Exercise prompt: Select all lines in the records that include "passes".

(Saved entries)
- Opening Delimiter -

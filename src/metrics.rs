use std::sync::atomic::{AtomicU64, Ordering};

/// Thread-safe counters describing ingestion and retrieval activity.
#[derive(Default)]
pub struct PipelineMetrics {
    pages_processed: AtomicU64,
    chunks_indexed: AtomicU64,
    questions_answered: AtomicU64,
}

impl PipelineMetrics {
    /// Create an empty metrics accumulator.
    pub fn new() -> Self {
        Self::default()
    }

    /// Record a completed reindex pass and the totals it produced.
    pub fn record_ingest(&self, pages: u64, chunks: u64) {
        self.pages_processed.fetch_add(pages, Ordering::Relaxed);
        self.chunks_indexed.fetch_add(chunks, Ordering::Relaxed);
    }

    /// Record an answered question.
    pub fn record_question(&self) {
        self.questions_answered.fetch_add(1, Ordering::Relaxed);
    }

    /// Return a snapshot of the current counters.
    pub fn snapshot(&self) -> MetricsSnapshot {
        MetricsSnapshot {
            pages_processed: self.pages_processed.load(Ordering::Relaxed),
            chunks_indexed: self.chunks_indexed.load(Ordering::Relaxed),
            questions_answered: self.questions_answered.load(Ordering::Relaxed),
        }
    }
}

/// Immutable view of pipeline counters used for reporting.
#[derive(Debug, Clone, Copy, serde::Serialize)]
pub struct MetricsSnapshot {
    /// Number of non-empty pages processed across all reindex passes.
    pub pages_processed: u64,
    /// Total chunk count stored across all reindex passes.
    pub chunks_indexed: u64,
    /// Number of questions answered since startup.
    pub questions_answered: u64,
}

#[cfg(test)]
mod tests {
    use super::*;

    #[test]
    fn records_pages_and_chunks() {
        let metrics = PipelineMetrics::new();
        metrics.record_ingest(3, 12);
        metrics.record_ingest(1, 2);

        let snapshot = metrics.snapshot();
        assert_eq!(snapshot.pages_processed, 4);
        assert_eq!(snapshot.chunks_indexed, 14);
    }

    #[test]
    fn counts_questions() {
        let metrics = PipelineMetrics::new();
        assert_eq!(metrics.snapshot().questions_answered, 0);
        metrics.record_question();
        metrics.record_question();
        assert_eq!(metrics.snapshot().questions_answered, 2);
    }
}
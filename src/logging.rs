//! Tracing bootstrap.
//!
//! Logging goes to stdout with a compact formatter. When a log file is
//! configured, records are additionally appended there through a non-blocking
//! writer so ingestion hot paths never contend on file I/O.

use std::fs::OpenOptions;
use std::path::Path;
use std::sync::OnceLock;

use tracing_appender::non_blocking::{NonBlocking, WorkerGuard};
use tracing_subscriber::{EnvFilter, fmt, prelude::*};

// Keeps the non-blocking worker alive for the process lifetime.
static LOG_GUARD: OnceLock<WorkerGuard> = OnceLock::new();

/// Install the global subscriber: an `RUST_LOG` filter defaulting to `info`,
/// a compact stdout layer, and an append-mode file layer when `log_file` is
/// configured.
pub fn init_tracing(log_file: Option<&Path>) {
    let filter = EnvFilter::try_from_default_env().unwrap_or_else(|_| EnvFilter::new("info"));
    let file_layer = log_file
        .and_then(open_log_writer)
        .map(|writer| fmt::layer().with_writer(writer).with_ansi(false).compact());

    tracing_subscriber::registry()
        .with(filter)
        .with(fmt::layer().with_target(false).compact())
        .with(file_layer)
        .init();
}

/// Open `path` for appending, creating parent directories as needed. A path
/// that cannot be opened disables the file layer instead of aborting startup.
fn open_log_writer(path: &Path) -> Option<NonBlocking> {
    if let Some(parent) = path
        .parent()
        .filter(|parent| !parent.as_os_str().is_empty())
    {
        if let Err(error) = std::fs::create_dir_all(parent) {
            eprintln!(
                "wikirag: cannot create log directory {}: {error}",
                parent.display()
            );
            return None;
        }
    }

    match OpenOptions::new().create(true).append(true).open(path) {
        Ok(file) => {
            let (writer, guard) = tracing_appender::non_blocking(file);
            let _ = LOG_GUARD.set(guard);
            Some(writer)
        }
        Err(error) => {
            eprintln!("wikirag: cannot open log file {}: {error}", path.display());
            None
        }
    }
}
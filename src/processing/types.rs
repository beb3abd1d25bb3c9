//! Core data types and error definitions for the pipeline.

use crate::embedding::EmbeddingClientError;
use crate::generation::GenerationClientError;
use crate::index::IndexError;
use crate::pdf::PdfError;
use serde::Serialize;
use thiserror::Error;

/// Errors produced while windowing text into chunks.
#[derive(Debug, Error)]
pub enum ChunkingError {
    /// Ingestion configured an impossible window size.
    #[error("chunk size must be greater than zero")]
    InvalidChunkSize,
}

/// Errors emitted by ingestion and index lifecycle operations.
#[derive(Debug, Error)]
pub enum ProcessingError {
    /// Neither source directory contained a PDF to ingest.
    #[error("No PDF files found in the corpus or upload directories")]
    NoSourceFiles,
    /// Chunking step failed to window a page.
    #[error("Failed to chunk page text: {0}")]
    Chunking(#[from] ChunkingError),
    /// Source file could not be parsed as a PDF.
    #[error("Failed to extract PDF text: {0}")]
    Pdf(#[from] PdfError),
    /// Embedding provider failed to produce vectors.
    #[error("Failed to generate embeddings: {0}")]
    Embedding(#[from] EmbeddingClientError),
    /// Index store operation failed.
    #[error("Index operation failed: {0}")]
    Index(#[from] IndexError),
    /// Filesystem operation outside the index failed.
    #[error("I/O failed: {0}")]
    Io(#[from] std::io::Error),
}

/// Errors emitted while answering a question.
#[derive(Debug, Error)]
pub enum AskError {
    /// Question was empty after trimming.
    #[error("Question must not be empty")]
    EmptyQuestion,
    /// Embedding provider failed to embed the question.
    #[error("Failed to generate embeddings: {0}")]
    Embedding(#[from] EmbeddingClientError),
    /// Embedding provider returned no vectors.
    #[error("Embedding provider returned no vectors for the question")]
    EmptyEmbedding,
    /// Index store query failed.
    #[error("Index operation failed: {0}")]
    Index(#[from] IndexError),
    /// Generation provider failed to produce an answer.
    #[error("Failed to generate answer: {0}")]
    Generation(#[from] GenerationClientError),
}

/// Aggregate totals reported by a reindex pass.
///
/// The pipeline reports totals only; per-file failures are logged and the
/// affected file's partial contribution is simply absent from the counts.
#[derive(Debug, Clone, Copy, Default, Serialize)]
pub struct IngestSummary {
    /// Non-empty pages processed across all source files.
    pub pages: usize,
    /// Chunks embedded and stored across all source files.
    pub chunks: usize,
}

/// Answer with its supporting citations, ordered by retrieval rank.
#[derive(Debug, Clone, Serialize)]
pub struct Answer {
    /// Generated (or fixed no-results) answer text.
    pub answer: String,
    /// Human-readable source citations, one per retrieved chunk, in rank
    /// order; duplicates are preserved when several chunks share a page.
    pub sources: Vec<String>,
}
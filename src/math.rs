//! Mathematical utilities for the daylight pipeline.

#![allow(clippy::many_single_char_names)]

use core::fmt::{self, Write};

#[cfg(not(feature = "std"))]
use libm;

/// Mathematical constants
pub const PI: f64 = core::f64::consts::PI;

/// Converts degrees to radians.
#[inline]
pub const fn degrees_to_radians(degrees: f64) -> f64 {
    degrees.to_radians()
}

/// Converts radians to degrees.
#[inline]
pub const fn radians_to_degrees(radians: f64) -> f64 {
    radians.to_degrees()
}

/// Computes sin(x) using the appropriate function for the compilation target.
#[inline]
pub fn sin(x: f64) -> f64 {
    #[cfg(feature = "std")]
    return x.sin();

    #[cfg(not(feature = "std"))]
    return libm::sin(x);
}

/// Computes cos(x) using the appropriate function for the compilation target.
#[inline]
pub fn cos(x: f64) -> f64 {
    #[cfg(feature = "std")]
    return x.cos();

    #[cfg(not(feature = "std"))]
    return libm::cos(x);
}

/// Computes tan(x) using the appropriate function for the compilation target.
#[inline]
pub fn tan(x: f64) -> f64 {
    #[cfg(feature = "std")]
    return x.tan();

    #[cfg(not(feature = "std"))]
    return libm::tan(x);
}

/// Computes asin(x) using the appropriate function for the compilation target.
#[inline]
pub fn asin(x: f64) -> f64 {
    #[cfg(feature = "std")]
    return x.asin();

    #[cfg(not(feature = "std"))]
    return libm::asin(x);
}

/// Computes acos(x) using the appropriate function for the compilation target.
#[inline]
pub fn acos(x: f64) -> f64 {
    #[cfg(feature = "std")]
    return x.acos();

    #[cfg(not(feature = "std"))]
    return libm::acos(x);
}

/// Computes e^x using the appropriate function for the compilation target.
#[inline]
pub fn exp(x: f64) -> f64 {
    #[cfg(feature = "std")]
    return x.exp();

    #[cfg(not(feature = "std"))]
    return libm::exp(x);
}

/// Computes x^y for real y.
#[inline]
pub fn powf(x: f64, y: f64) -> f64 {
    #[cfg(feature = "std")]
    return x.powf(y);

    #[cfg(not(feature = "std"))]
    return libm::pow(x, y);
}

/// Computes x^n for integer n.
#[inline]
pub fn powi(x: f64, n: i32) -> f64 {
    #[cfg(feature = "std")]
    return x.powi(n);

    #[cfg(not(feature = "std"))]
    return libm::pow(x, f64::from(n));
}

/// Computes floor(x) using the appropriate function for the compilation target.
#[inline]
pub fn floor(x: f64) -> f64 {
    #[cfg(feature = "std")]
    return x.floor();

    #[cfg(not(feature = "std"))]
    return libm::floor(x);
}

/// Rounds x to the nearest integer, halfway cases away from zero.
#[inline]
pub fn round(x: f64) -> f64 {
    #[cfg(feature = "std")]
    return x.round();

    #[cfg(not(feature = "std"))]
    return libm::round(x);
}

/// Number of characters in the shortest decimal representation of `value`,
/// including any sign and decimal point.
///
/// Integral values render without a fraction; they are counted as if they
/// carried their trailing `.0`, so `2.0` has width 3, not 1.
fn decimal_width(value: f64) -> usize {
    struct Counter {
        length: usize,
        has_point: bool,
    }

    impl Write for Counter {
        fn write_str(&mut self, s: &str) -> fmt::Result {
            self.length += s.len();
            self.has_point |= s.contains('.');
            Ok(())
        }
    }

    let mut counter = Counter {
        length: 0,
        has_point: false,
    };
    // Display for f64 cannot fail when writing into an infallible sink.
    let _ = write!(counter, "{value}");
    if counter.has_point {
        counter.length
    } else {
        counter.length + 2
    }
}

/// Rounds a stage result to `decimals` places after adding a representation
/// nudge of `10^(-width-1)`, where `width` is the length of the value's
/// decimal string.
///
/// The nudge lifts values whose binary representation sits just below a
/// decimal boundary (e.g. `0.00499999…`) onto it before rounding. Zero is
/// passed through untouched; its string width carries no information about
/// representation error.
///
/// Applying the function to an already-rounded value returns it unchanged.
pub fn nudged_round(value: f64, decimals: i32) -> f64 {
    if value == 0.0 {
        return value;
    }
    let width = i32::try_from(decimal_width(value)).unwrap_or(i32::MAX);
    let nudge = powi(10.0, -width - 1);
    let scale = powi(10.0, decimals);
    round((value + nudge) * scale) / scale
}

- Closing Delimiter -

Answer area:
    /// Number of non-empty pages processed across all reindex passes.
    /// Total chunk count stored across all reindex passes.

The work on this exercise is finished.